━━ Records
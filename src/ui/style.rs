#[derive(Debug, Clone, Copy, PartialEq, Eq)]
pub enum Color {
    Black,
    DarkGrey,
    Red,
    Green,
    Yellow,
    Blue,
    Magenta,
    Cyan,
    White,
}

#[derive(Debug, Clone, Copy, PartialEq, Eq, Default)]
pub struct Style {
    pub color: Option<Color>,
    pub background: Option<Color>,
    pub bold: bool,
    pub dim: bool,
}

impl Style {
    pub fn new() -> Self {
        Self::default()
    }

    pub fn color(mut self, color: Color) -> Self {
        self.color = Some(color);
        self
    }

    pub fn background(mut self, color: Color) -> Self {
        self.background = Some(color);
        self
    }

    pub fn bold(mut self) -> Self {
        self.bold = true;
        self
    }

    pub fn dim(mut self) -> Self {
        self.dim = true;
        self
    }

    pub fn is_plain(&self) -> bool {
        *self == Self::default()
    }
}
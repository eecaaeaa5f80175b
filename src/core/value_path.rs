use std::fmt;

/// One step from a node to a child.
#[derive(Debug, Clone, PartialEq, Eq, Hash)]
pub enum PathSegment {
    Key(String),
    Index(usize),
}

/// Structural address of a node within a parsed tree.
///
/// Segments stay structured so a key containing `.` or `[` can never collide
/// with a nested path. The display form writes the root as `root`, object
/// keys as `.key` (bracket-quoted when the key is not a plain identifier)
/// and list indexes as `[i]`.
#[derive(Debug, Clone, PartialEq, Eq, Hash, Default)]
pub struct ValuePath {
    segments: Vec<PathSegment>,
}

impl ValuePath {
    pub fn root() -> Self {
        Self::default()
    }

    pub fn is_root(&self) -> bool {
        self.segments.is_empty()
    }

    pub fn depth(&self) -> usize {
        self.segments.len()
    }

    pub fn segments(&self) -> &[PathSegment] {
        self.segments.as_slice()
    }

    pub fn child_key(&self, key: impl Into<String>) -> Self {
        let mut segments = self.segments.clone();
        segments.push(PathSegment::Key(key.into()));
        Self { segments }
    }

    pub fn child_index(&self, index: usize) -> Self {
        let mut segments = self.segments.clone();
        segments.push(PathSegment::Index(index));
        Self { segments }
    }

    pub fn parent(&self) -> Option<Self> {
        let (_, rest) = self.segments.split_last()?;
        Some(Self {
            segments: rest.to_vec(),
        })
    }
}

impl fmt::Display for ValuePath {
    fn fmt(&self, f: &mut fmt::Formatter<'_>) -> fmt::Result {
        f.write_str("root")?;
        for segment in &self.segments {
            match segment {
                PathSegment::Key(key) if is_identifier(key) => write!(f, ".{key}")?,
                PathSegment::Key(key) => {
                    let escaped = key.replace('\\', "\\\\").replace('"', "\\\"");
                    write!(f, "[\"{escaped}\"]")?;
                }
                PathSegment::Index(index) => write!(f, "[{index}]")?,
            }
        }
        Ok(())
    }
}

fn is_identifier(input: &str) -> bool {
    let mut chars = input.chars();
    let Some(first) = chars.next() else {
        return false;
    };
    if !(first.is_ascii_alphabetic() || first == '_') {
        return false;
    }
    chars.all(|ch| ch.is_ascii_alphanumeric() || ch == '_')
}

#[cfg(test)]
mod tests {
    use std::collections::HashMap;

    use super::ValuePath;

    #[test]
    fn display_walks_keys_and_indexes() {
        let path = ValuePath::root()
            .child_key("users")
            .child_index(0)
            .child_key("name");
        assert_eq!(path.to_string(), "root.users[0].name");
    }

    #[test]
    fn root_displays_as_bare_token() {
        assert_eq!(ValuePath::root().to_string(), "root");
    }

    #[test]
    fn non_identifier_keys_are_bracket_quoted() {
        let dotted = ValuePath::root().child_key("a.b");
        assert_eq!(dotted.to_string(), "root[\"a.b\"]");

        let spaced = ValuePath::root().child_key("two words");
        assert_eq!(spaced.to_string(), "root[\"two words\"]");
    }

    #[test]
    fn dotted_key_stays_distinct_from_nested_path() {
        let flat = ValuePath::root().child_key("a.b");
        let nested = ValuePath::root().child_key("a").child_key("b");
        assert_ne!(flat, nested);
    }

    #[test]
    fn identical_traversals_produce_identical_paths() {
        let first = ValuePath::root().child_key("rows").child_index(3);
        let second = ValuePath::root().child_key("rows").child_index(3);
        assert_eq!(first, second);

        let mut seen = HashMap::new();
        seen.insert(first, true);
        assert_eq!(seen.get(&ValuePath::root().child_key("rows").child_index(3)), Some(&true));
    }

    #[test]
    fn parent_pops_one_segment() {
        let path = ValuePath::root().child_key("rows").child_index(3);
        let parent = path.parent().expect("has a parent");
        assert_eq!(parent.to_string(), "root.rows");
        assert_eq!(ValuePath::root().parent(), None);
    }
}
━━━━
━━ Records
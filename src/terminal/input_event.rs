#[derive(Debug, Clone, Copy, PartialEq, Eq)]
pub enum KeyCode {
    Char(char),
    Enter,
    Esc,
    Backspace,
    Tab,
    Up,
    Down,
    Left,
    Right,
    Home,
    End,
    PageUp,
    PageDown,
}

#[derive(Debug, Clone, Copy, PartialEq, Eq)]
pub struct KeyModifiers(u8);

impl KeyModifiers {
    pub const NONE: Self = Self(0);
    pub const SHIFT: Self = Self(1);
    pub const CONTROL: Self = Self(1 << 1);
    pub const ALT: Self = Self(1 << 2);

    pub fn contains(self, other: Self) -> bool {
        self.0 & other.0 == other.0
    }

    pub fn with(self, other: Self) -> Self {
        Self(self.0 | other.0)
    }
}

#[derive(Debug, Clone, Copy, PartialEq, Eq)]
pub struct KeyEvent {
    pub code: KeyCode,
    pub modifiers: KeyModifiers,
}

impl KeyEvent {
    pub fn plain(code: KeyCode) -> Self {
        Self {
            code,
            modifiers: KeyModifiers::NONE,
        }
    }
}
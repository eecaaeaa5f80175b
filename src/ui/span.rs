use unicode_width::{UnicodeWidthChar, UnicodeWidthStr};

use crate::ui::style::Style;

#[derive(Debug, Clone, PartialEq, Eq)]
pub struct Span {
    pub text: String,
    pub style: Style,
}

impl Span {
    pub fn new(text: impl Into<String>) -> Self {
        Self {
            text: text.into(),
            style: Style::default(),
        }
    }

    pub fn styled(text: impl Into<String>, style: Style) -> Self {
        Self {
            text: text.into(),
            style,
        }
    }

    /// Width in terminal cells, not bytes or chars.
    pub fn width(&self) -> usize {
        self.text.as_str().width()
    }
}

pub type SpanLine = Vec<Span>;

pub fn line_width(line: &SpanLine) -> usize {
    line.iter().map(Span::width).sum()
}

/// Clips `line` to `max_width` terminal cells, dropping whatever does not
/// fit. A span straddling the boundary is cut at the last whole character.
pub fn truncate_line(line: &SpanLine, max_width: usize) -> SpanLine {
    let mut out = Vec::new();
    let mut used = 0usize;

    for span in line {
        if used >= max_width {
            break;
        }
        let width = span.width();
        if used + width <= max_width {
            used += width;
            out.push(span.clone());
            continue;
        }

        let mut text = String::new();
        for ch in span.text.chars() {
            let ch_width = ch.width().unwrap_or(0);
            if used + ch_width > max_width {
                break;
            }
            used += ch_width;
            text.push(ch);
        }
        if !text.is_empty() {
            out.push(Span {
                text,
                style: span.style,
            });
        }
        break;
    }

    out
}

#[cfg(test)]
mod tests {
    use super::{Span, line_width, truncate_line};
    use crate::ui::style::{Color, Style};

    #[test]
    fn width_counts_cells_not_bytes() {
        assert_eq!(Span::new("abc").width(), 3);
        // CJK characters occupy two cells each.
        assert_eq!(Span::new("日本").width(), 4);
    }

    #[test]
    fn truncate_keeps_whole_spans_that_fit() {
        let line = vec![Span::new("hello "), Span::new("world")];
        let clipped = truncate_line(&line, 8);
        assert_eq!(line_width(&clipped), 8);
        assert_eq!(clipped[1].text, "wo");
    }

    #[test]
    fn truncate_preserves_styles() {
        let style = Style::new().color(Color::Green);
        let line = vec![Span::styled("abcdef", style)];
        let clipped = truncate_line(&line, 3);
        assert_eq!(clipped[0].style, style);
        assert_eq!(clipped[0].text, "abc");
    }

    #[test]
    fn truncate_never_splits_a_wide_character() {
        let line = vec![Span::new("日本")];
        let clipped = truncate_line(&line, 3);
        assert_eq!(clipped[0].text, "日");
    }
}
━━━━
*Exercise requirements*: From the entries, report each line that includes the word "rows".

*Result of the exercise*:
        let first = ValuePath::root().child_key("rows").child_index(3);
        let second = ValuePath::root().child_key("rows").child_index(3);
        assert_eq!(seen.get(&ValuePath::root().child_key("rows").child_index(3)), Some(&true));
        let path = ValuePath::root().child_key("rows").child_index(3);
        assert_eq!(parent.to_string(), "root.rows");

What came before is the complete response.